(Raw data)

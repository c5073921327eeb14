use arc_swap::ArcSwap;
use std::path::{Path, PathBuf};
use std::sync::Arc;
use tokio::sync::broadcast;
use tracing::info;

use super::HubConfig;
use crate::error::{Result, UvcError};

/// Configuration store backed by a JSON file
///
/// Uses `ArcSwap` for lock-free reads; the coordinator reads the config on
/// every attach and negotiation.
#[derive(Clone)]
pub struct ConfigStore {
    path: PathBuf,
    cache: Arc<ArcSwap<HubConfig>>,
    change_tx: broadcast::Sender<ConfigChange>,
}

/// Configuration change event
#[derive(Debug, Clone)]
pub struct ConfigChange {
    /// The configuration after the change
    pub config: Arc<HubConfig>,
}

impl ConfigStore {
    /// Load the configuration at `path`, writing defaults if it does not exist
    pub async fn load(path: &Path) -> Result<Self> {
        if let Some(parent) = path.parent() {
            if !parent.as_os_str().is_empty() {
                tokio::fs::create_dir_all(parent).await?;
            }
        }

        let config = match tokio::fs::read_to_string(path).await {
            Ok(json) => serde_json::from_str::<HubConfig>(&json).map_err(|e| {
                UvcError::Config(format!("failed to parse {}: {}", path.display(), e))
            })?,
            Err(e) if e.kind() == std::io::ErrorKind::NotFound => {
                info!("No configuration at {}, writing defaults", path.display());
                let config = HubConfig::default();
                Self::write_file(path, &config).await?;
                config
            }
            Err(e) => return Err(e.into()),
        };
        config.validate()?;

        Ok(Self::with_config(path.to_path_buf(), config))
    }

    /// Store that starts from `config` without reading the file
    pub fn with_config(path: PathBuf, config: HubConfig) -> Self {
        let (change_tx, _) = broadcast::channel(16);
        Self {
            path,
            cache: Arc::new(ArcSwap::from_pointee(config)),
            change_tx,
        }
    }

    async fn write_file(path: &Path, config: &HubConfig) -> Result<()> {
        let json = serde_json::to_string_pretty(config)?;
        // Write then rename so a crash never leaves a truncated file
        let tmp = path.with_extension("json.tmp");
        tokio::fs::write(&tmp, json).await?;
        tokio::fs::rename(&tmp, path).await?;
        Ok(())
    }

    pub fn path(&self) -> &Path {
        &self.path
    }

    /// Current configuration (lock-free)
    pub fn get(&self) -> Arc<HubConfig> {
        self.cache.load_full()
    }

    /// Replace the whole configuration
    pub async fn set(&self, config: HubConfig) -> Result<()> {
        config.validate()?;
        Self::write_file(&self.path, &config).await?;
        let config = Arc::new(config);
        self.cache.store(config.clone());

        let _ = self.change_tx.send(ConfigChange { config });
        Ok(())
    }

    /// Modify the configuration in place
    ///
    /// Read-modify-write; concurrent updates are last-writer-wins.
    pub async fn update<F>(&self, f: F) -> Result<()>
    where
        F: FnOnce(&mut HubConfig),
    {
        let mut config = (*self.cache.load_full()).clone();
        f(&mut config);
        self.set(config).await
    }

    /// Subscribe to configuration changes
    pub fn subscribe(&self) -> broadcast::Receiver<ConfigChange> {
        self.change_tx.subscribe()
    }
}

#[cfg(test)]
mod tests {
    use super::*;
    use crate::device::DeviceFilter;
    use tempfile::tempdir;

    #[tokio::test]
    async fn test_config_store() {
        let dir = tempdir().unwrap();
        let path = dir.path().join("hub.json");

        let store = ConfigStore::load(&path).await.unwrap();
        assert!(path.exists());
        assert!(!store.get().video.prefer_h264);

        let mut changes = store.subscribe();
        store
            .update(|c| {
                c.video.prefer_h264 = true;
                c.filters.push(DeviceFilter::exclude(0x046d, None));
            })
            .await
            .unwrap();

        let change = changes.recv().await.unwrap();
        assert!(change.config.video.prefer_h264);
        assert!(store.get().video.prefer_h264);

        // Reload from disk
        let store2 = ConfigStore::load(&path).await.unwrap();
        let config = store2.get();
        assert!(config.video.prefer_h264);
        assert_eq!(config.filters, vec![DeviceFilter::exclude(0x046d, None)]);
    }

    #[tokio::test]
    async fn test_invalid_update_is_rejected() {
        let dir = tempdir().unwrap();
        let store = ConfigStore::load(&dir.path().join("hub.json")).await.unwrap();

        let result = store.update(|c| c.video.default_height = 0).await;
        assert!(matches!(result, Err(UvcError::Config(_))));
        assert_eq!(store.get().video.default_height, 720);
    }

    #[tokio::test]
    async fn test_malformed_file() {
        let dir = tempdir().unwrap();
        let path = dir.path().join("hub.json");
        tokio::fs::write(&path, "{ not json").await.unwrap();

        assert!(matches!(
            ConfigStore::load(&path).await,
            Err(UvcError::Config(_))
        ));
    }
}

(End Raw data)

**What is being asked:**
When copying the data above, keep every line exactly as written.

**Answer space:**
repository c5073921327eeb14
use arc_swap::ArcSwap;
use std::path::{Path, PathBuf};
use std::sync::Arc;
use tokio::sync::broadcast;
use tracing::info;

use super::HubConfig;
use crate::error::{Result, UvcError};

/// Configuration store backed by a JSON file
///
/// Uses `ArcSwap` for lock-free reads; the coordinator reads the config on
/// every attach and negotiation.
#[derive(Clone)]
pub struct ConfigStore {
    path: PathBuf,
    cache: Arc<ArcSwap<HubConfig>>,
    change_tx: broadcast::Sender<ConfigChange>,
}

/// Configuration change event
#[derive(Debug, Clone)]
pub struct ConfigChange {
    /// The configuration after the change
    pub config: Arc<HubConfig>,
}

impl ConfigStore {
    /// Load the configuration at `path`, writing defaults if it does not exist
    pub async fn load(path: &Path) -> Result<Self> {
        if let Some(parent) = path.parent() {
            if !parent.as_os_str().is_empty() {
                tokio::fs::create_dir_all(parent).await?;
            }
        }

        let config = match tokio::fs::read_to_string(path).await {
            Ok(json) => serde_json::from_str::<HubConfig>(&json).map_err(|e| {
                UvcError::Config(format!("failed to parse {}: {}", path.display(), e))
            })?,
            Err(e) if e.kind() == std::io::ErrorKind::NotFound => {
                info!("No configuration at {}, writing defaults", path.display());
                let config = HubConfig::default();
                Self::write_file(path, &config).await?;
                config
            }
            Err(e) => return Err(e.into()),
        };
        config.validate()?;

        Ok(Self::with_config(path.to_path_buf(), config))
    }

    /// Store that starts from `config` without reading the file
    pub fn with_config(path: PathBuf, config: HubConfig) -> Self {
        let (change_tx, _) = broadcast::channel(16);
        Self {
            path,
            cache: Arc::new(ArcSwap::from_pointee(config)),
            change_tx,
        }
    }

    async fn write_file(path: &Path, config: &HubConfig) -> Result<()> {
        let json = serde_json::to_string_pretty(config)?;
        // Write then rename so a crash never leaves a truncated file
        let tmp = path.with_extension("json.tmp");
        tokio::fs::write(&tmp, json).await?;
        tokio::fs::rename(&tmp, path).await?;
        Ok(())
    }

    pub fn path(&self) -> &Path {
        &self.path
    }

    /// Current configuration (lock-free)
    pub fn get(&self) -> Arc<HubConfig> {
        self.cache.load_full()
    }

    /// Replace the whole configuration
    pub async fn set(&self, config: HubConfig) -> Result<()> {
        config.validate()?;
        Self::write_file(&self.path, &config).await?;
        let config = Arc::new(config);
        self.cache.store(config.clone());

        let _ = self.change_tx.send(ConfigChange { config });
        Ok(())
    }

    /// Modify the configuration in place
    ///
    /// Read-modify-write; concurrent updates are last-writer-wins.
    pub async fn update<F>(&self, f: F) -> Result<()>
    where
        F: FnOnce(&mut HubConfig),
    {
        let mut config = (*self.cache.load_full()).clone();
        f(&mut config);
        self.set(config).await
    }

    /// Subscribe to configuration changes
    pub fn subscribe(&self) -> broadcast::Receiver<ConfigChange> {
        self.change_tx.subscribe()
    }
}

#[cfg(test)]
mod tests {
    use super::*;
    use crate::device::DeviceFilter;
    use tempfile::tempdir;

    #[tokio::test]
    async fn test_config_store() {
        let dir = tempdir().unwrap();
        let path = dir.path().join("hub.json");

        let store = ConfigStore::load(&path).await.unwrap();
        assert!(path.exists());
        assert!(!store.get().video.prefer_h264);

        let mut changes = store.subscribe();
        store
            .update(|c| {
                c.video.prefer_h264 = true;
                c.filters.push(DeviceFilter::exclude(0x046d, None));
            })
            .await
            .unwrap();

        let change = changes.recv().await.unwrap();
        assert!(change.config.video.prefer_h264);
        assert!(store.get().video.prefer_h264);

        // Reload from disk
        let store2 = ConfigStore::load(&path).await.unwrap();
        let config = store2.get();
        assert!(config.video.prefer_h264);
        assert_eq!(config.filters, vec![DeviceFilter::exclude(0x046d, None)]);
    }

    #[tokio::test]
    async fn test_invalid_update_is_rejected() {
        let dir = tempdir().unwrap();
        let store = ConfigStore::load(&dir.path().join("hub.json")).await.unwrap();

        let result = store.update(|c| c.video.default_height = 0).await;
        assert!(matches!(result, Err(UvcError::Config(_))));
        assert_eq!(store.get().video.default_height, 720);
    }

    #[tokio::test]
    async fn test_malformed_file() {
        let dir = tempdir().unwrap();
        let path = dir.path().join("hub.json");
        tokio::fs::write(&path, "{ not json").await.unwrap();

        assert!(matches!(
            ConfigStore::load(&path).await,
            Err(UvcError::Config(_))
        ));
    }
}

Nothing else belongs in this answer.